Re: Strange query when using annotate and count

Cristiano Coelho Fri, 24 Nov 2017 05:14:32 -0800

Hello Simon,

That private API is good to know, but now that I think of it would still 
not work for me, since my queryset is passed to a paginator and that's the 
class that does both the count and actual queryset execution, so need a 
queryset that can have both the annotation but also clears it if count is 
called so it doesn't create the redundant sub queries.

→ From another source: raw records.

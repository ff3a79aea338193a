//! reqwest implementation of the backend collaborator.

use anyhow::{Context, Result, bail};
use ledgerly_ingest::ParsedTransaction;
use serde::{Deserialize, Serialize};

use crate::backend::ImportBackend;

/// JSON client for the console's REST backend.
pub struct HttpBackend {
    client: reqwest::Client,
    base_url: String,
    token: Option<String>,
}

impl HttpBackend {
    pub fn new(base_url: impl Into<String>, token: Option<String>) -> Self {
        Self {
            client: reqwest::Client::new(),
            base_url: base_url.into().trim_end_matches('/').to_string(),
            token,
        }
    }

    fn request(&self, method: reqwest::Method, path: &str) -> reqwest::RequestBuilder {
        let mut req = self
            .client
            .request(method, format!("{}{}", self.base_url, path));
        if let Some(token) = &self.token {
            req = req.bearer_auth(token);
        }
        req
    }
}

#[derive(Deserialize)]
struct CategoryDto {
    name: String,
}

#[derive(Serialize)]
struct CreateCategoryReq<'a> {
    name: &'a str,
}

#[derive(Serialize)]
struct ImportBatchReq<'a> {
    ledger_id: &'a str,
    transactions: &'a [ParsedTransaction],
}

impl ImportBackend for HttpBackend {
    async fn list_categories(&self) -> Result<Vec<String>> {
        let resp = self
            .request(reqwest::Method::GET, "/categories")
            .send()
            .await
            .context("fetching category registry")?;
        if !resp.status().is_success() {
            bail!("category registry request failed: HTTP {}", resp.status());
        }
        let categories: Vec<CategoryDto> = resp.json().await.context("decoding categories")?;
        Ok(categories.into_iter().map(|c| c.name).collect())
    }

    async fn create_category(&self, name: &str) -> Result<()> {
        let resp = self
            .request(reqwest::Method::POST, "/categories")
            .json(&CreateCategoryReq { name })
            .send()
            .await
            .with_context(|| format!("creating category {name:?}"))?;
        if !resp.status().is_success() {
            bail!("creating category {name:?} failed: HTTP {}", resp.status());
        }
        Ok(())
    }

    async fn import_batch(&self, ledger_id: &str, batch: &[ParsedTransaction]) -> Result<()> {
        let resp = self
            .request(reqwest::Method::POST, "/transactions/import")
            .json(&ImportBatchReq {
                ledger_id,
                transactions: batch,
            })
            .send()
            .await
            .context("submitting transaction batch")?;
        if !resp.status().is_success() {
            bail!("bulk import failed: HTTP {}", resp.status());
        }
        Ok(())
    }
}
//! Statement dialect detection by filename extension.
//!
//! Runs before any file content is read: an unsupported extension halts the
//! pipeline with an error naming the accepted set.

use anyhow::{Result, bail};
use serde::{Deserialize, Serialize};

/// The two supported statement export formats.
#[derive(Debug, Clone, Copy, PartialEq, Eq, Serialize, Deserialize)]
pub enum StatementDialect {
    /// Comma/semicolon-delimited tabular text (`.csv`).
    DelimitedText,
    /// SGML-like tagged blocks (`.ofx`, `.ofc`).
    TaggedBlock,
}

/// Extensions accepted by [`detect_dialect`], lower-cased, without the dot.
pub const ACCEPTED_EXTENSIONS: [&str; 3] = ["csv", "ofx", "ofc"];

/// Classify a filename by its lower-cased extension.
pub fn detect_dialect(filename: &str) -> Result<StatementDialect> {
    let ext = filename
        .rsplit_once('.')
        .map(|(_, ext)| ext.to_lowercase())
        .unwrap_or_default();

    match ext.as_str() {
        "csv" => Ok(StatementDialect::DelimitedText),
        "ofx" | "ofc" => Ok(StatementDialect::TaggedBlock),
        _ => bail!(
            "unsupported file format for {:?}: accepted extensions are .csv, .ofx, .ofc",
            filename
        ),
    }
}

I'm wondering what's better, should I try to resolve this at the manager 
level overriding count? I feel like this might cause issues if the 
annotation is actually legit (ie with an aggregate) and it needs the 
subquery after all.
The other option is to subclass the paginator class with a special one that 
does this annotation clearing before running count.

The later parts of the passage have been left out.